*Work to be completed*: Below are records to be output exactly, every one of them.

*Source data*:

//! Declarative schemas and the startup registry
//!
//! A [`Schema`] describes the expected shape of one request source: a
//! list of fields in declaration order, each with required/default
//! handling, an optional primitive coercion and a rule set, plus
//! schema-level refinements that run only once every per-field check has
//! passed. `validate` never aborts early; it either returns the complete
//! normalized output or the complete error set.

use crate::error::{ValidationError, ValidationErrors, ValidationResult};
use crate::traits::ValidationRule;
use serde_json::{Map, Value};
use std::collections::HashMap;
use std::sync::Arc;

/// Primitive coercion applied before a field's rules run
#[derive(Debug, Clone, Copy, PartialEq, Eq)]
pub enum Coerce {
    /// `"42"` becomes `42`, `"3.5"` becomes `3.5`
    Number,
    /// `"true"`/`"false"` (and `"1"`/`"0"`) become booleans
    Boolean,
    /// Numbers and booleans become their string rendering
    String,
}

impl Coerce {
    /// Apply the coercion; values that do not convert pass through for
    /// the field's rules to reject with a proper message.
    fn apply(&self, value: Value) -> Value {
        match (self, value) {
            (Coerce::Number, Value::String(s)) => match s.parse::<i64>() {
                Ok(n) => Value::from(n),
                Err(_) => match s.parse::<f64>() {
                    Ok(f) => serde_json::Number::from_f64(f).map(Value::Number).unwrap_or(Value::String(s)),
                    Err(_) => Value::String(s),
                },
            },
            (Coerce::Boolean, Value::String(s)) => match s.as_str() {
                "true" | "1" => Value::Bool(true),
                "false" | "0" => Value::Bool(false),
                _ => Value::String(s),
            },
            (Coerce::String, Value::Number(n)) => Value::String(n.to_string()),
            (Coerce::String, Value::Bool(b)) => Value::String(b.to_string()),
            (_, value) => value,
        }
    }
}

/// What happens to input keys no field declares
#[derive(Debug, Clone, Copy, PartialEq, Eq, Default)]
pub enum UnknownFields {
    /// Silently dropped from the normalized output
    #[default]
    Strip,
    /// Copied through to the normalized output untouched
    Preserve,
}

/// One declared field of a schema
#[derive(Clone)]
pub struct Field {
    name: String,
    required: bool,
    default: Option<Value>,
    coerce: Option<Coerce>,
    rules: Vec<Arc<dyn ValidationRule>>,
}

impl Field {
    pub fn new(name: impl Into<String>) -> Self {
        Self {
            name: name.into(),
            required: false,
            default: None,
            coerce: None,
            rules: Vec::new(),
        }
    }

    /// Missing or empty input is a violation
    pub fn required(mut self) -> Self {
        self.required = true;
        self
    }

    /// Value substituted when the input omits the field or sends null
    pub fn default(mut self, value: Value) -> Self {
        self.default = Some(value);
        self
    }

    /// Primitive coercion applied before rules run
    pub fn coerce(mut self, coerce: Coerce) -> Self {
        self.coerce = Some(coerce);
        self
    }

    /// Attach a validation rule; rules run in attachment order
    pub fn rule<R: ValidationRule + 'static>(mut self, rule: R) -> Self {
        self.rules.push(Arc::new(rule));
        self
    }

    pub fn name(&self) -> &str {
        &self.name
    }
}

impl std::fmt::Debug for Field {
    fn fmt(&self, f: &mut std::fmt::Formatter<'_>) -> std::fmt::Result {
        f.debug_struct("Field")
            .field("name", &self.name)
            .field("required", &self.required)
            .field("default", &self.default)
            .field("rules", &self.rules.len())
            .finish()
    }
}

/// Schema-level refinement: a rule run against the whole normalized
/// object, reporting against one field path.
#[derive(Clone)]
struct Refinement {
    field: String,
    rule: Arc<dyn ValidationRule>,
}

/// Named, immutable description of one request source's expected shape
#[derive(Clone)]
pub struct Schema {
    name: String,
    fields: Vec<Field>,
    unknown_fields: UnknownFields,
    refinements: Vec<Refinement>,
}

impl Schema {
    pub fn new(name: impl Into<String>) -> Self {
        Self {
            name: name.into(),
            fields: Vec::new(),
            unknown_fields: UnknownFields::default(),
            refinements: Vec::new(),
        }
    }

    pub fn field(mut self, field: Field) -> Self {
        self.fields.push(field);
        self
    }

    /// Policy for input keys no field declares
    pub fn unknown_fields(mut self, policy: UnknownFields) -> Self {
        self.unknown_fields = policy;
        self
    }

    /// Cross-field constraint evaluated after every per-field check has
    /// passed, reported against `field` (the most specific path).
    pub fn refine<R: ValidationRule + 'static>(mut self, field: impl Into<String>, rule: R) -> Self {
        self.refinements.push(Refinement {
            field: field.into(),
            rule: Arc::new(rule),
        });
        self
    }

    pub fn name(&self) -> &str {
        &self.name
    }

    /// Validate one request source.
    ///
    /// Success returns the normalized output: declared fields with
    /// defaults applied and coercions performed, unknown keys handled
    /// per policy. Failure returns every violation; the input is never
    /// partially consumed or mutated.
    pub async fn validate(&self, input: &Value) -> ValidationResult<Value> {
        let empty = Map::new();
        let object = match input {
            Value::Object(map) => map,
            // Absent sources validate like an empty object so required
            // fields still report.
            Value::Null => &empty,
            _ => {
                return Err(ValidationError::with_code(
                    self.name.clone(),
                    "expected an object",
                    "invalid_type",
                )
                .into());
            }
        };

        let mut errors = ValidationErrors::new();
        let mut output = Map::new();

        for field in &self.fields {
            let mut value = object.get(field.name()).cloned().unwrap_or(Value::Null);

            if value.is_null() {
                if let Some(default) = &field.default {
                    value = default.clone();
                }
            }

            if let Some(coerce) = field.coerce {
                value = coerce.apply(value);
            }

            if field.required {
                let missing = match &value {
                    Value::Null => true,
                    Value::String(s) => s.trim().is_empty(),
                    _ => false,
                };
                if missing {
                    errors.add(ValidationError::with_code(
                        field.name(),
                        format!("{} is required", field.name()),
                        "required",
                    ));
                    // Rules would pile redundant errors onto an absent
                    // value.
                    continue;
                }
            }

            for rule in &field.rules {
                if let Err(rule_errors) = rule.validate(&value, field.name()).await {
                    errors.merge(rule_errors);
                }
            }

            if !value.is_null() {
                output.insert(field.name().to_string(), value);
            }
        }

        if self.unknown_fields == UnknownFields::Preserve {
            for (key, value) in object {
                if !self.fields.iter().any(|f| f.name() == key) {
                    output.insert(key.clone(), value.clone());
                }
            }
        }

        if !errors.is_empty() {
            return Err(errors);
        }

        // Refinements see only fully valid data.
        let normalized = Value::Object(output);
        for refinement in &self.refinements {
            if let Err(refine_errors) = refinement.rule.validate(&normalized, &refinement.field).await {
                errors.merge(refine_errors);
            }
        }

        if errors.is_empty() {
            Ok(normalized)
        } else {
            Err(errors)
        }
    }
}

impl std::fmt::Debug for Schema {
    fn fmt(&self, f: &mut std::fmt::Formatter<'_>) -> std::fmt::Result {
        f.debug_struct("Schema")
            .field("name", &self.name)
            .field("fields", &self.fields)
            .field("unknown_fields", &self.unknown_fields)
            .field("refinements", &self.refinements.len())
            .finish()
    }
}

/// Read-only registry of named schemas.
///
/// Built once at startup, then shared immutably across every request;
/// nothing mutates it at request time.
#[derive(Debug, Default)]
pub struct SchemaRegistry {
    schemas: HashMap<String, Arc<Schema>>,
}

impl SchemaRegistry {
    pub fn new() -> Self {
        Self::default()
    }

    /// Register a schema under its own name. Last registration wins,
    /// which only matters during startup assembly.
    pub fn register(mut self, schema: Schema) -> Self {
        self.schemas.insert(schema.name().to_string(), Arc::new(schema));
        self
    }

    pub fn get(&self, name: &str) -> Option<Arc<Schema>> {
        self.schemas.get(name).cloned()
    }

    pub fn len(&self) -> usize {
        self.schemas.len()
    }

    pub fn is_empty(&self) -> bool {
        self.schemas.is_empty()
    }
}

*Problem solution*:
//! Declarative schemas and the startup registry
//!
//! A [`Schema`] describes the expected shape of one request source: a
//! list of fields in declaration order, each with required/default
//! handling, an optional primitive coercion and a rule set, plus
//! schema-level refinements that run only once every per-field check has
//! passed. `validate` never aborts early; it either returns the complete
//! normalized output or the complete error set.

use crate::error::{ValidationError, ValidationErrors, ValidationResult};
use crate::traits::ValidationRule;
use serde_json::{Map, Value};
use std::collections::HashMap;
use std::sync::Arc;

/// Primitive coercion applied before a field's rules run
#[derive(Debug, Clone, Copy, PartialEq, Eq)]
pub enum Coerce {
    /// `"42"` becomes `42`, `"3.5"` becomes `3.5`
    Number,
    /// `"true"`/`"false"` (and `"1"`/`"0"`) become booleans
    Boolean,
    /// Numbers and booleans become their string rendering
    String,
}

impl Coerce {
    /// Apply the coercion; values that do not convert pass through for
    /// the field's rules to reject with a proper message.
    fn apply(&self, value: Value) -> Value {
        match (self, value) {
            (Coerce::Number, Value::String(s)) => match s.parse::<i64>() {
                Ok(n) => Value::from(n),
                Err(_) => match s.parse::<f64>() {
                    Ok(f) => serde_json::Number::from_f64(f).map(Value::Number).unwrap_or(Value::String(s)),
                    Err(_) => Value::String(s),
                },
            },
            (Coerce::Boolean, Value::String(s)) => match s.as_str() {
                "true" | "1" => Value::Bool(true),
                "false" | "0" => Value::Bool(false),
                _ => Value::String(s),
            },
            (Coerce::String, Value::Number(n)) => Value::String(n.to_string()),
            (Coerce::String, Value::Bool(b)) => Value::String(b.to_string()),
            (_, value) => value,
        }
    }
}

/// What happens to input keys no field declares
#[derive(Debug, Clone, Copy, PartialEq, Eq, Default)]
pub enum UnknownFields {
    /// Silently dropped from the normalized output
    #[default]
    Strip,
    /// Copied through to the normalized output untouched
    Preserve,
}

/// One declared field of a schema
#[derive(Clone)]
pub struct Field {
    name: String,
    required: bool,
    default: Option<Value>,
    coerce: Option<Coerce>,
    rules: Vec<Arc<dyn ValidationRule>>,
}

impl Field {
    pub fn new(name: impl Into<String>) -> Self {
        Self {
            name: name.into(),
            required: false,
            default: None,
            coerce: None,
            rules: Vec::new(),
        }
    }

    /// Missing or empty input is a violation
    pub fn required(mut self) -> Self {
        self.required = true;
        self
    }

    /// Value substituted when the input omits the field or sends null
    pub fn default(mut self, value: Value) -> Self {
        self.default = Some(value);
        self
    }

    /// Primitive coercion applied before rules run
    pub fn coerce(mut self, coerce: Coerce) -> Self {
        self.coerce = Some(coerce);
        self
    }

    /// Attach a validation rule; rules run in attachment order
    pub fn rule<R: ValidationRule + 'static>(mut self, rule: R) -> Self {
        self.rules.push(Arc::new(rule));
        self
    }

    pub fn name(&self) -> &str {
        &self.name
    }
}

impl std::fmt::Debug for Field {
    fn fmt(&self, f: &mut std::fmt::Formatter<'_>) -> std::fmt::Result {
        f.debug_struct("Field")
            .field("name", &self.name)
            .field("required", &self.required)
            .field("default", &self.default)
            .field("rules", &self.rules.len())
            .finish()
    }
}

/// Schema-level refinement: a rule run against the whole normalized
/// object, reporting against one field path.
#[derive(Clone)]
struct Refinement {
    field: String,
    rule: Arc<dyn ValidationRule>,
}

/// Named, immutable description of one request source's expected shape
#[derive(Clone)]
pub struct Schema {
    name: String,
    fields: Vec<Field>,
    unknown_fields: UnknownFields,
    refinements: Vec<Refinement>,
}

impl Schema {
    pub fn new(name: impl Into<String>) -> Self {
        Self {
            name: name.into(),
            fields: Vec::new(),
            unknown_fields: UnknownFields::default(),
            refinements: Vec::new(),
        }
    }

    pub fn field(mut self, field: Field) -> Self {
        self.fields.push(field);
        self
    }

    /// Policy for input keys no field declares
    pub fn unknown_fields(mut self, policy: UnknownFields) -> Self {
        self.unknown_fields = policy;
        self
    }

    /// Cross-field constraint evaluated after every per-field check has
    /// passed, reported against `field` (the most specific path).
    pub fn refine<R: ValidationRule + 'static>(mut self, field: impl Into<String>, rule: R) -> Self {
        self.refinements.push(Refinement {
            field: field.into(),
            rule: Arc::new(rule),
        });
        self
    }

    pub fn name(&self) -> &str {
        &self.name
    }

    /// Validate one request source.
    ///
    /// Success returns the normalized output: declared fields with
    /// defaults applied and coercions performed, unknown keys handled
    /// per policy. Failure returns every violation; the input is never
    /// partially consumed or mutated.
    pub async fn validate(&self, input: &Value) -> ValidationResult<Value> {
        let empty = Map::new();
        let object = match input {
            Value::Object(map) => map,
            // Absent sources validate like an empty object so required
            // fields still report.
            Value::Null => &empty,
            _ => {
                return Err(ValidationError::with_code(
                    self.name.clone(),
                    "expected an object",
                    "invalid_type",
                )
                .into());
            }
        };

        let mut errors = ValidationErrors::new();
        let mut output = Map::new();

        for field in &self.fields {
            let mut value = object.get(field.name()).cloned().unwrap_or(Value::Null);

            if value.is_null() {
                if let Some(default) = &field.default {
                    value = default.clone();
                }
            }

            if let Some(coerce) = field.coerce {
                value = coerce.apply(value);
            }

            if field.required {
                let missing = match &value {
                    Value::Null => true,
                    Value::String(s) => s.trim().is_empty(),
                    _ => false,
                };
                if missing {
                    errors.add(ValidationError::with_code(
                        field.name(),
                        format!("{} is required", field.name()),
                        "required",
                    ));
                    // Rules would pile redundant errors onto an absent
                    // value.
                    continue;
                }
            }

            for rule in &field.rules {
                if let Err(rule_errors) = rule.validate(&value, field.name()).await {
                    errors.merge(rule_errors);
                }
            }

            if !value.is_null() {
                output.insert(field.name().to_string(), value);
            }
        }

        if self.unknown_fields == UnknownFields::Preserve {
            for (key, value) in object {
                if !self.fields.iter().any(|f| f.name() == key) {
                    output.insert(key.clone(), value.clone());
                }
            }
        }

        if !errors.is_empty() {
            return Err(errors);
        }

        // Refinements see only fully valid data.
        let normalized = Value::Object(output);
        for refinement in &self.refinements {
            if let Err(refine_errors) = refinement.rule.validate(&normalized, &refinement.field).await {
                errors.merge(refine_errors);
            }
        }

        if errors.is_empty() {
            Ok(normalized)
        } else {
            Err(errors)
        }
    }
}

impl std::fmt::Debug for Schema {
    fn fmt(&self, f: &mut std::fmt::Formatter<'_>) -> std::fmt::Result {
        f.debug_struct("Schema")
            .field("name", &self.name)
            .field("fields", &self.fields)
            .field("unknown_fields", &self.unknown_fields)
            .field("refinements", &self.refinements.len())
            .finish()
    }
}

/// Read-only registry of named schemas.
///
/// Built once at startup, then shared immutably across every request;
/// nothing mutates it at request time.
#[derive(Debug, Default)]
pub struct SchemaRegistry {
    schemas: HashMap<String, Arc<Schema>>,
}

impl SchemaRegistry {
    pub fn new() -> Self {
        Self::default()
    }

    /// Register a schema under its own name. Last registration wins,
    /// which only matters during startup assembly.
    pub fn register(mut self, schema: Schema) -> Self {
        self.schemas.insert(schema.name().to_string(), Arc::new(schema));
        self
    }

    pub fn get(&self, name: &str) -> Option<Arc<Schema>> {
        self.schemas.get(name).cloned()
    }

    pub fn len(&self) -> usize {
        self.schemas.len()
    }

    pub fn is_empty(&self) -> bool {
        self.schemas.is_empty()
    }
}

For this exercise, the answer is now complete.